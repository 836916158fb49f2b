//! Orchestration for the `bump` subcommand.

use crate::error::{ReleaseError, Result};
use crate::fs::Changeset;
use crate::registry::{DEFAULT_DOC_TOKEN, DEFAULT_DOCS, Registry, RegistryFile};
use crate::steps::propagate::{DocTarget, FailurePolicy, Propagator, failed_paths};
use crate::verify::validate_version;

use clap::Parser;
use colored::Colorize;
use std::path::PathBuf;

/// Arguments for the `bump` subcommand.
#[derive(Parser, Debug, Clone)]
pub struct BumpArgs {
    /// Version to set on every registered package
    pub new_version: String,

    /// Repository root that registry paths are relative to
    #[arg(long, value_name = "DIR", default_value = ".")]
    pub root: PathBuf,

    /// Load the package registry from a TOML file instead of the built-in table
    #[arg(long, value_name = "FILE")]
    pub registry: Option<PathBuf>,

    /// Documentation file whose `hetu = "..."` snippets are rewritten
    #[arg(long, value_name = "FILE", conflicts_with = "skip_docs")]
    pub docs: Option<PathBuf>,

    /// Do not touch documentation
    #[arg(long)]
    pub skip_docs: bool,

    /// Preview changes without applying them
    #[arg(long, short = 'n')]
    pub dry_run: bool,

    /// Stop at the first manifest error instead of continuing
    #[arg(long)]
    pub fail_fast: bool,
}

impl BumpArgs {
    pub fn failure_policy(&self) -> FailurePolicy {
        if self.fail_fast {
            FailurePolicy::Abort
        } else {
            FailurePolicy::Continue
        }
    }
}

/// Settings resolved from arguments and an optional registry file.
#[derive(Debug, Clone)]
pub struct BumpPlan {
    pub registry: Registry,
    pub docs: Option<DocTarget>,
}

impl BumpPlan {
    /// Resolves the registry and documentation target.
    ///
    /// Command-line flags win over registry file settings.
    pub fn resolve(args: &BumpArgs) -> Result<Self> {
        if !args.root.is_dir() {
            return Err(ReleaseError::Other(anyhow::anyhow!(
                "Repository root is not a directory: {}",
                args.root.display()
            )));
        }

        let (registry, file_docs, file_token) = match &args.registry {
            Some(path) => {
                let file = RegistryFile::load(path, &args.root)?;
                (file.registry, file.docs, file.doc_token)
            }
            None => (Registry::builtin(&args.root), None, None),
        };

        let docs = if args.skip_docs {
            None
        } else {
            let path = args
                .docs
                .clone()
                .or(file_docs)
                .unwrap_or_else(|| PathBuf::from(DEFAULT_DOCS));
            Some(DocTarget {
                path: args.root.join(path),
                token: file_token.unwrap_or_else(|| DEFAULT_DOC_TOKEN.to_string()),
            })
        };

        Ok(Self { registry, docs })
    }
}

/// Executes a version bump.
///
/// ## Phases
///
/// 1. Validate the version string
/// 2. Resolve registry and documentation target
/// 3. Propagate: own versions, dependency pins, documentation
/// 4. Print summary
///
/// Returns `PropagationFailed` if any entry failed under the continue policy.
pub fn execute(args: BumpArgs) -> Result<()> {
    validate_version(&args.new_version)?;

    let plan = BumpPlan::resolve(&args)?;
    log::debug!(
        "Bumping {} package(s) under {}",
        plan.registry.len(),
        plan.registry.root().display()
    );

    println!(
        "{:>12} {} crate versions in {} to {}",
        "Bumping".cyan().bold(),
        plan.registry.len(),
        args.root.display(),
        args.new_version.green().bold()
    );

    let mut changes = Changeset::new(args.dry_run);
    let report = Propagator::new(&plan.registry, &args.new_version)
        .with_policy(args.failure_policy())
        .run(plan.docs.as_ref(), &mut changes)?;

    changes.print_summary(&args.root);

    if !report.is_success() {
        eprintln!("\n{}", "Failed:".red().bold());
        for path in failed_paths(&report) {
            eprintln!("   {} {}", "✗".red(), path.display());
        }
        return Err(ReleaseError::PropagationFailed {
            failed: report.failures.len(),
        });
    }

    if !args.dry_run {
        println!(
            "\n{} {}",
            "✓ Released version".green().bold(),
            args.new_version.green().bold()
        );
    }

    Ok(())
}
■ ■ ■ ■ ■ ■ ■
■ **WHAT THE TASK ASKS**:
Output the listing above word for word, from the opening line through the line that contains "use crate::verify::validate_version;", and leave out everything after it.

■ **WRITTEN ANSWER**:
repository 836916158fb49f2b
//! Orchestration for the `bump` subcommand.

use crate::error::{ReleaseError, Result};
use crate::fs::Changeset;
use crate::registry::{DEFAULT_DOC_TOKEN, DEFAULT_DOCS, Registry, RegistryFile};
use crate::steps::propagate::{DocTarget, FailurePolicy, Propagator, failed_paths};
use crate::verify::validate_version;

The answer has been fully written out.